For this small favor we can be thankful because, only two days later, another radical cleric died. As much as I disliked the Reverend Dr. Jerry Falwell of Lynchburg Virginia, I had no real urge to see him laid out naked on a slab of concrete with an apple in his mouth and his fat belly turned up to face the God he slandered so relentlessly over the course of his 73 years.
And yet the contrast is striking. Even though the great majority of Americans outside of the religious right loathed the Revered Falwell, he was treated with respect, even reverence by the mainstream corporate American media. The worst thing they seemed to be able to say about him was that he was "controversial". It took the BBC to remind us that Falwell had originally been a segregationist who would refer to the Civil Rights Movement as the "civil wrongs movement" and that he also supported South African apartheid in the 1980s.
While Representative Ron Paul of Texas was universally slammed in the corporate media and by the thuggish Rudy Giuliani for attempting to open up a real debate about the causes of 9/11, Falwell paid no such price for openly mocking the victims of the terrorist attacks on the World Trade Center. Most of us remember what he said.
"I really believe that the pagans, and the abortionists, and the feminists, and the gays and the lesbians who are actively trying to make that an alternative lifestyle, the ACLU, People For the American Way, all of them who have tried to secularize America. I point the finger in their face and say 'you helped this happen."
The Republican candidates for President, of course, had memory problems. John McCain, still backpedaling away from his criticism of the religious right back in 2000 said that "Dr. Falwell was a man of distinguished accomplishment who devoted his life to serving his faith and country." Mitt Romney, a Mormon, and, thus, to Falwell, not a real Christian, remarked that "he will be greatly missed, but the legacy of his important work will continue through his many ministries where he put his faith into action." Even the left liberal Al Sharpton considered Falwell his "friend". "I am deeply saddened by the passing of Reverend Jerry Falwell," he said. "Though he and I debated much and disagreed often, we shared a very cordial and warm friendship."
Falwell vs. Mullah Dadullah, Bush vs. Bin Laden, the worst type of Anglo Saxon Calvinism vs. the very worst type of Wahhabist Islam, Mahmoud Ahmadinejad vs. the Likud Party, Jihad vs. a crusading McWorld, how did the world get polarized along these lines, divided up between religious fundamentalists in a way that's caused unimaginable suffering to people not only in the Middle East but also in the West?
Wahhabist Islam and fundamentalist Christianity both have deep roots in their respective societies, and, interestingly enough, both have their origins in the 18th century as violent reactions to the Enlightenment. Ibn Abd Al-Wahhab was born in 1703 and died in 1792 and the "Great Awakening" in the United States reached its first crest in the 1730s and 1740s.

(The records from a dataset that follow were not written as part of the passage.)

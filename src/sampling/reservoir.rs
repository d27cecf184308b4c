// Licensed to the Apache Software Foundation (ASF) under one
// or more contributor license agreements.  See the NOTICE file
// distributed with this work for additional information
// regarding copyright ownership.  The ASF licenses this file
// to you under the Apache License, Version 2.0 (the
// "License"); you may not use this file except in compliance
// with the License.  You may obtain a copy of the License at
//
//   http://www.apache.org/licenses/LICENSE-2.0
//
// Unless required by applicable law or agreed to in writing,
// software distributed under the License is distributed on an
// "AS IS" BASIS, WITHOUT WARRANTIES OR CONDITIONS OF ANY
// KIND, either express or implied.  See the License for the
// specific language governing permissions and limitations
// under the License.

use crate::common::RandomSource;
use crate::common::XorShift64;
use crate::error::Error;

/// A fixed-capacity uniform random sample over an unbounded stream.
///
/// The classic reservoir algorithm (Vitter's Algorithm R): the first
/// `capacity` items fill the reservoir, and item number `t > capacity` draws
/// a uniform position `p` in `[0, t)`, replacing slot `p` when `p <
/// capacity` and being discarded otherwise. By induction, after `t`
/// observations every item seen so far occupies a slot with probability
/// exactly `capacity / t`, and the reservoir is a uniform simple random
/// sample without replacement.
///
/// The random source is owned by the sampler and injectable, so a seeded
/// generator gives fully reproducible sampling runs.
///
/// # Examples
///
/// ```
/// use streamkit::sampling::ReservoirSampler;
///
/// let mut sampler = ReservoirSampler::new(10).unwrap();
/// for line in 0..100_000 {
///     sampler.observe(line);
/// }
///
/// assert_eq!(sampler.sample().len(), 10);
/// assert_eq!(sampler.n(), 100_000);
/// ```
#[derive(Debug, Clone)]
pub struct ReservoirSampler<T, R: RandomSource = XorShift64> {
    /// Random source for replacement draws
    rng: R,
    /// Maximum number of retained items (B)
    capacity: usize,
    /// Current sample, length = min(n, capacity)
    reservoir: Vec<T>,
    /// Number of items observed so far (t)
    n: u64,
}

impl<T> ReservoirSampler<T, XorShift64> {
    /// Creates a sampler retaining at most `capacity` items, with a
    /// time-seeded random source.
    ///
    /// # Errors
    ///
    /// Returns a `ConfigInvalid` error if `capacity` is zero.
    pub fn new(capacity: usize) -> Result<Self, Error> {
        Self::with_rng(capacity, XorShift64::default())
    }
}

impl<T, R: RandomSource> ReservoirSampler<T, R> {
    /// Creates a sampler with a caller-supplied random source.
    ///
    /// # Errors
    ///
    /// Returns a `ConfigInvalid` error if `capacity` is zero.
    pub fn with_rng(capacity: usize, rng: R) -> Result<Self, Error> {
        if capacity == 0 {
            return Err(Error::config("capacity must be positive"));
        }

        Ok(ReservoirSampler {
            rng,
            capacity,
            reservoir: Vec::with_capacity(capacity),
            n: 0,
        })
    }

    /// Offers the next stream item to the reservoir.
    ///
    /// Exactly one random draw per item once the reservoir is full; no
    /// draws while it is filling.
    pub fn observe(&mut self, item: T) {
        self.n += 1;

        if self.reservoir.len() < self.capacity {
            self.reservoir.push(item);
            return;
        }

        // Position of this item among all n seen so far; landing inside
        // the reservoir evicts the previous occupant of that slot.
        let p = self.rng.next_u64_below(self.n);
        if (p as usize) < self.capacity {
            self.reservoir[p as usize] = item;
        }
    }

    /// Returns the current sample, of length `min(n, capacity)`.
    ///
    /// Reading the sample does not stop ingestion; further items may be
    /// observed afterwards.
    pub fn sample(&self) -> &[T] {
        &self.reservoir
    }

    /// Returns the number of items observed so far.
    pub fn n(&self) -> u64 {
        self.n
    }

    /// Returns the configured reservoir capacity.
    pub fn capacity(&self) -> usize {
        self.capacity
    }
}

#[cfg(test)]
mod tests {
    use super::*;

    #[test]
    fn test_fills_in_stream_order() {
        let mut sampler = ReservoirSampler::with_rng(5, XorShift64::seeded(1)).unwrap();
        for i in 0..3 {
            sampler.observe(i);
        }
        assert_eq!(sampler.sample(), &[0, 1, 2]);
        assert_eq!(sampler.n(), 3);
    }

    #[test]
    fn test_size_is_min_of_n_and_capacity() {
        let mut sampler = ReservoirSampler::with_rng(8, XorShift64::seeded(2)).unwrap();
        for i in 0..1000u32 {
            sampler.observe(i);
            let expected = (sampler.n() as usize).min(8);
            assert_eq!(sampler.sample().len(), expected);
        }
    }

    #[test]
    fn test_sample_items_come_from_stream() {
        let mut sampler = ReservoirSampler::with_rng(16, XorShift64::seeded(3)).unwrap();
        for i in 0..10_000u32 {
            sampler.observe(i);
        }
        for &item in sampler.sample() {
            assert!(item < 10_000);
        }
    }

    #[test]
    fn test_observation_continues_after_read() {
        let mut sampler = ReservoirSampler::with_rng(4, XorShift64::seeded(4)).unwrap();
        for i in 0..100u32 {
            sampler.observe(i);
        }
        let before = sampler.sample().len();
        sampler.observe(100);
        assert_eq!(sampler.sample().len(), before);
        assert_eq!(sampler.n(), 101);
    }

    #[test]
    fn test_invalid_capacity() {
        use crate::error::ErrorKind;

        let result = ReservoirSampler::<u32>::new(0);
        assert_eq!(result.unwrap_err().kind(), ErrorKind::ConfigInvalid);
    }

    #[test]
    fn test_seeded_runs_are_reproducible() {
        let mut a = ReservoirSampler::with_rng(10, XorShift64::seeded(99)).unwrap();
        let mut b = ReservoirSampler::with_rng(10, XorShift64::seeded(99)).unwrap();
        for i in 0..5000u32 {
            a.observe(i);
            b.observe(i);
        }
        assert_eq!(a.sample(), b.sample());
    }
}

Yet by 1960 religious fundamentalism seemed very dead. China and The Soviet Union, the two largest countries in the world, were both run by officially atheist governments. The world's major religious movements, Gandhi in India, the Civil Rights Movement in the United States, and Vatican II Catholicism were tolerant and humanistic, all three well within the tradition of the Enlightenment. The United States and Western Europe, the world's wealthiest and most powerful alliance, were run by liberals and social democrats, almost always secular. Even when they professed some form of allegiance to a traditional church, it was almost always more a form of social conformism than any rejection of the Enlightenment. The Arab world was dominated, not by religious fundamentalists, but by secular Pan Arabists who openly sought an alliance with the Soviet Union. In the United States, the climate was best summed up by Lionel Trilling in his book The Liberal Imagination (where he declared conservatism dead) and by John F. Kennedy in his magisterial address to the Greater Houston Ministerial Association where he argued that the United States government's position towards religion should be one of absolute neutrality.

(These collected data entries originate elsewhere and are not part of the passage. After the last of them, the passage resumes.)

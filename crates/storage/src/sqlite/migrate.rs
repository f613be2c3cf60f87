use chrono::Utc;
use sqlx::SqlitePool;

use super::SqliteInitError;

/// Creates the progress schema if it is missing.
///
/// Version 1: learners, their completed modules and latest quiz scores, plus the
/// signed-in learner slot.
pub async fn run_migrations(pool: &SqlitePool) -> Result<(), SqliteInitError> {
    async fn is_applied(pool: &SqlitePool, version: i64) -> Result<bool, sqlx::Error> {
        let row = sqlx::query("SELECT 1 FROM schema_migrations WHERE version = ?1")
            .bind(version)
            .fetch_optional(pool)
            .await?;
        Ok(row.is_some())
    }

    sqlx::query(
        r"
            CREATE TABLE IF NOT EXISTS schema_migrations (
                version INTEGER PRIMARY KEY,
                applied_at TEXT NOT NULL
            );
            ",
    )
    .execute(pool)
    .await?;

    if !is_applied(pool, 1).await? {
        let mut tx = pool.begin().await?;

        sqlx::query(
            r"
                CREATE TABLE IF NOT EXISTS learners (
                    id TEXT PRIMARY KEY NOT NULL CHECK (length(trim(id)) > 0),
                    last_accessed TEXT NOT NULL
                );
            ",
        )
        .execute(&mut *tx)
        .await?;

        sqlx::query(
            r"
                CREATE TABLE IF NOT EXISTS completed_modules (
                    learner_id TEXT NOT NULL,
                    module_id TEXT NOT NULL CHECK (length(trim(module_id)) > 0),
                    PRIMARY KEY (learner_id, module_id),
                    FOREIGN KEY (learner_id) REFERENCES learners(id) ON DELETE CASCADE
                );
            ",
        )
        .execute(&mut *tx)
        .await?;

        sqlx::query(
            r"
                CREATE TABLE IF NOT EXISTS quiz_scores (
                    learner_id TEXT NOT NULL,
                    module_id TEXT NOT NULL CHECK (length(trim(module_id)) > 0),
                    score INTEGER NOT NULL CHECK (score >= 0),
                    total INTEGER NOT NULL CHECK (total > 0 AND score <= total),
                    percentage REAL NOT NULL,
                    passed INTEGER NOT NULL CHECK (passed IN (0, 1)),
                    taken_at TEXT NOT NULL,
                    PRIMARY KEY (learner_id, module_id),
                    FOREIGN KEY (learner_id) REFERENCES learners(id) ON DELETE CASCADE
                );
            ",
        )
        .execute(&mut *tx)
        .await?;

        sqlx::query(
            r"
                CREATE TABLE IF NOT EXISTS current_learner (
                    slot INTEGER PRIMARY KEY CHECK (slot = 1),
                    learner_id TEXT
                );
            ",
        )
        .execute(&mut *tx)
        .await?;

        sqlx::query(
            r"
                INSERT INTO schema_migrations (version, applied_at)
                VALUES (?1, ?2)
                ON CONFLICT(version) DO NOTHING
            ",
        )
        .bind(1_i64)
        .bind(Utc::now())
        .execute(&mut *tx)
        .await?;

        tx.commit().await?;
        tracing::debug!(version = 1, "applied progress schema migration");
    }

    Ok(())
}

I believe in an America where the separation of church and state is absolute; where no Catholic prelate would tell the President -- should he be Catholic -- how to act, and no Protestant minister would tell his parishioners for whom to vote; where no church or church school is granted any public funds or political preference, and where no man is denied public office merely because his religion differs from the President who might appoint him, or the people who might elect him.

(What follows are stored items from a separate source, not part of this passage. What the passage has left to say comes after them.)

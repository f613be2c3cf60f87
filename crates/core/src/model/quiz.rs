use chrono::{DateTime, Utc};
use serde::{Deserialize, Serialize};
use thiserror::Error;

/// Share of the total (in tenths) a learner must reach to pass a quiz.
const PASS_TENTHS: u64 = 7;

#[derive(Debug, Error, Clone, PartialEq, Eq)]
#[non_exhaustive]
pub enum QuizError {
    #[error("quiz total must be greater than zero (got {total})")]
    NonPositiveTotal { total: i64 },

    #[error("quiz score cannot be negative (got {score})")]
    NegativeScore { score: i64 },

    #[error("quiz score {score} exceeds total {total}")]
    ScoreExceedsTotal { score: i64, total: i64 },

    #[error("quiz total {total} is larger than supported")]
    TotalTooLarge { total: i64 },
}

/// Minimum score needed to pass a quiz with `total` questions: `ceil(total * 0.7)`.
///
/// Computed in integer arithmetic so boundaries such as `total = 10` land exactly on 7.
#[must_use]
pub fn pass_mark(total: u32) -> u32 {
    let mark = (u64::from(total) * PASS_TENTHS).div_ceil(10);
    // mark <= total, so it always fits back into u32
    u32::try_from(mark).unwrap_or(total)
}

/// `score / total * 100`, rounded to one decimal place.
#[must_use]
pub fn percentage(score: u32, total: u32) -> f64 {
    if total == 0 {
        return 0.0;
    }
    let tenths = (f64::from(score) * 1000.0 / f64::from(total)).round();
    tenths / 10.0
}

/// Latest graded attempt at a module's quiz.
///
/// `percentage` and `passed` are derived from `score`/`total` at construction and
/// cannot be set independently.
#[derive(Debug, Clone, PartialEq, Serialize, Deserialize)]
#[serde(try_from = "PersistedQuizResult")]
pub struct QuizResult {
    score: u32,
    total: u32,
    percentage: f64,
    passed: bool,
    #[serde(rename = "timestamp")]
    taken_at: DateTime<Utc>,
}

/// Raw persisted shape; derived fields are recomputed on load.
#[derive(Deserialize)]
struct PersistedQuizResult {
    score: i64,
    total: i64,
    #[serde(rename = "timestamp")]
    taken_at: DateTime<Utc>,
}

impl TryFrom<PersistedQuizResult> for QuizResult {
    type Error = QuizError;

    fn try_from(raw: PersistedQuizResult) -> Result<Self, Self::Error> {
        Self::new(raw.score, raw.total, raw.taken_at)
    }
}

impl QuizResult {
    /// Grade an attempt.
    ///
    /// # Errors
    ///
    /// Returns `QuizError::NonPositiveTotal` if `total <= 0`,
    /// `QuizError::NegativeScore` if `score < 0`,
    /// `QuizError::ScoreExceedsTotal` if `score > total`,
    /// and `QuizError::TotalTooLarge` if `total` does not fit in a `u32`.
    pub fn new(score: i64, total: i64, taken_at: DateTime<Utc>) -> Result<Self, QuizError> {
        if total <= 0 {
            return Err(QuizError::NonPositiveTotal { total });
        }
        if score < 0 {
            return Err(QuizError::NegativeScore { score });
        }
        if score > total {
            return Err(QuizError::ScoreExceedsTotal { score, total });
        }
        let total_u32 = u32::try_from(total).map_err(|_| QuizError::TotalTooLarge { total })?;
        // score <= total, so this cannot fail once total fits
        let score_u32 = u32::try_from(score).unwrap_or(total_u32);

        Ok(Self {
            score: score_u32,
            total: total_u32,
            percentage: percentage(score_u32, total_u32),
            passed: score_u32 >= pass_mark(total_u32),
            taken_at,
        })
    }

    #[must_use]
    pub fn score(&self) -> u32 {
        self.score
    }

    #[must_use]
    pub fn total(&self) -> u32 {
        self.total
    }

    #[must_use]
    pub fn percentage(&self) -> f64 {
        self.percentage
    }

    #[must_use]
    pub fn passed(&self) -> bool {
        self.passed
    }

    #[must_use]
    pub fn taken_at(&self) -> DateTime<Utc> {
        self.taken_at
    }
}

#[cfg(test)]
mod tests {
    use super::*;
    use crate::time::fixed_now;

    #[test]
    fn pass_mark_rounds_up() {
        assert_eq!(pass_mark(10), 7);
        assert_eq!(pass_mark(3), 3);
        assert_eq!(pass_mark(5), 4);
        assert_eq!(pass_mark(4), 3);
        assert_eq!(pass_mark(1), 1);
        assert_eq!(pass_mark(20), 14);
    }

    #[test]
    fn even_total_boundary() {
        let now = fixed_now();
        assert!(QuizResult::new(7, 10, now).unwrap().passed());
        assert!(!QuizResult::new(6, 10, now).unwrap().passed());
    }

    #[test]
    fn odd_total_boundary() {
        let now = fixed_now();
        assert!(!QuizResult::new(2, 3, now).unwrap().passed());
        assert!(QuizResult::new(3, 3, now).unwrap().passed());
        assert!(QuizResult::new(4, 5, now).unwrap().passed());
        assert!(!QuizResult::new(3, 5, now).unwrap().passed());
    }

    #[test]
    fn percentage_has_one_decimal() {
        let now = fixed_now();
        assert_eq!(QuizResult::new(4, 5, now).unwrap().percentage(), 80.0);
        assert_eq!(QuizResult::new(1, 3, now).unwrap().percentage(), 33.3);
        assert_eq!(QuizResult::new(2, 3, now).unwrap().percentage(), 66.7);
        assert_eq!(QuizResult::new(0, 7, now).unwrap().percentage(), 0.0);
    }

    #[test]
    fn rejects_invalid_scores() {
        let now = fixed_now();
        assert_eq!(
            QuizResult::new(1, 0, now),
            Err(QuizError::NonPositiveTotal { total: 0 })
        );
        assert_eq!(
            QuizResult::new(-1, 5, now),
            Err(QuizError::NegativeScore { score: -1 })
        );
        assert_eq!(
            QuizResult::new(6, 5, now),
            Err(QuizError::ScoreExceedsTotal { score: 6, total: 5 })
        );
    }

    #[test]
    fn oversized_total_is_reported_as_such() {
        let now = fixed_now();
        assert_eq!(
            QuizResult::new(1, 5_000_000_000, now),
            Err(QuizError::TotalTooLarge {
                total: 5_000_000_000
            })
        );
        let max = i64::from(u32::MAX);
        assert!(QuizResult::new(max, max, now).unwrap().passed());
    }

    #[test]
    fn deserialize_recomputes_derived_fields() {
        let json = r#"{"score":2,"total":3,"percentage":100.0,"passed":true,"timestamp":"2023-11-14T22:13:20Z"}"#;
        let result: QuizResult = serde_json::from_str(json).unwrap();
        assert!(!result.passed());
        assert_eq!(result.percentage(), 66.7);
        assert_eq!(result.taken_at(), fixed_now());
    }
}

The empire almost came apart.
While the New Deal and the Marshall plan, the concessions made by the American ruling class at home in the form of laws friendly to secular institutions like unions, social security, the GI Bill, and in Europe in the form of US supported cold war social democracy had saved capitalism during the horrific double crisis of the Great Depression and the Second World War, by the 1960s, it was starting to become clear that the people had too much freedom, too much wealth, too much security. Not only was the US army ground up into hamburger in Vietnam, not only were blacks in the United States looking past desegregation and starting to link up with the decolonization struggles in the third world (Indeed the Pan Africanism of Kwame Nkrumah found a potent echo in Malcolm X and the Black Panthers.), and not only was a very radical form of democracy breaking out all over the rich west, the Soviet Union and China were on the rise all over the world. By 1968, the only question that seemed to remain was what secular expression of working class rebellion would finally overthrow capitalism. Would it be Mao and the Cultural Revolution? Would it be Black Nationalism? Would it be the new left, radical democracy, and the anti-war movement? Or would it be good old-fashioned Stalinism? The ruling class was in trouble and they knew it. What they needed was a way to brainwash the working class not only in the poor south and in the Third World but also in the rich west. They needed an ideology of obedience and conformism, one that would kill critical thought, demonize sex, and put women back in their place.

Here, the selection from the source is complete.